//! Websocket transport: one [`Connection`] per socket.

use std::sync::Arc;

use axum::extract::ws::{Message, WebSocket, WebSocketUpgrade};
use axum::extract::State;
use axum::response::IntoResponse;
use axum::routing::get;
use axum::Router;
use futures::{SinkExt, StreamExt};
use tracing::{info, warn};
use twice_core::connection::Connection;
use twice_core::session::{ChannelClient, ClientHandle};

use crate::state::AppState;

pub fn router(state: Arc<AppState>) -> Router {
    Router::new()
        .route("/", get(websocket_handler))
        .with_state(state)
}

async fn websocket_handler(
    ws: WebSocketUpgrade,
    State(state): State<Arc<AppState>>,
) -> impl IntoResponse {
    ws.on_upgrade(move |socket| handle_socket(socket, state))
}

async fn handle_socket(socket: WebSocket, state: Arc<AppState>) {
    let (mut ws_sender, mut ws_receiver) = socket.split();
    let (client, mut outbound) = ChannelClient::new();
    let client_id = client.id();
    info!(client = %client_id, "client connected");

    // Forward frames queued by sessions to the socket
    let mut send_task = tokio::spawn(async move {
        while let Some(text) = outbound.recv().await {
            if ws_sender.send(Message::Text(text.into())).await.is_err() {
                break;
            }
        }
    });

    let mut conn = Connection::new(
        Arc::new(client),
        state.registry.clone(),
        Arc::clone(&state.reviews),
    );

    loop {
        tokio::select! {
            msg = ws_receiver.next() => {
                match msg {
                    Some(Ok(Message::Text(text))) => conn.handle_text(text.as_str()).await,
                    Some(Ok(Message::Close(frame))) => {
                        info!(client = %client_id, ?frame, "client closed connection");
                        break;
                    }
                    Some(Ok(_)) => {}
                    Some(Err(e)) => {
                        warn!(client = %client_id, error = %e, "websocket error");
                        break;
                    }
                    None => break,
                }
            }
            _ = &mut send_task => break,
        }
    }

    conn.close().await;
    send_task.abort();
    info!(client = %client_id, "client disconnected");
}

+--

• [Task brief]
Give the listing above again in full, with no word altered.

• [Your response]
//! Websocket transport: one [`Connection`] per socket.

use std::sync::Arc;

use axum::extract::ws::{Message, WebSocket, WebSocketUpgrade};
use axum::extract::State;
use axum::response::IntoResponse;
use axum::routing::get;
use axum::Router;
use futures::{SinkExt, StreamExt};
use tracing::{info, warn};
use twice_core::connection::Connection;
use twice_core::session::{ChannelClient, ClientHandle};

use crate::state::AppState;

pub fn router(state: Arc<AppState>) -> Router {
    Router::new()
        .route("/", get(websocket_handler))
        .with_state(state)
}

async fn websocket_handler(
    ws: WebSocketUpgrade,
    State(state): State<Arc<AppState>>,
) -> impl IntoResponse {
    ws.on_upgrade(move |socket| handle_socket(socket, state))
}

async fn handle_socket(socket: WebSocket, state: Arc<AppState>) {
    let (mut ws_sender, mut ws_receiver) = socket.split();
    let (client, mut outbound) = ChannelClient::new();
    let client_id = client.id();
    info!(client = %client_id, "client connected");

    // Forward frames queued by sessions to the socket
    let mut send_task = tokio::spawn(async move {
        while let Some(text) = outbound.recv().await {
            if ws_sender.send(Message::Text(text.into())).await.is_err() {
                break;
            }
        }
    });

    let mut conn = Connection::new(
        Arc::new(client),
        state.registry.clone(),
        Arc::clone(&state.reviews),
    );

    loop {
        tokio::select! {
            msg = ws_receiver.next() => {
                match msg {
                    Some(Ok(Message::Text(text))) => conn.handle_text(text.as_str()).await,
                    Some(Ok(Message::Close(frame))) => {
                        info!(client = %client_id, ?frame, "client closed connection");
                        break;
                    }
                    Some(Ok(_)) => {}
                    Some(Err(e)) => {
                        warn!(client = %client_id, error = %e, "websocket error");
                        break;
                    }
                    None => break,
                }
            }
            _ = &mut send_task => break,
        }
    }

    conn.close().await;
    send_task.abort();
    info!(client = %client_id, "client disconnected");
}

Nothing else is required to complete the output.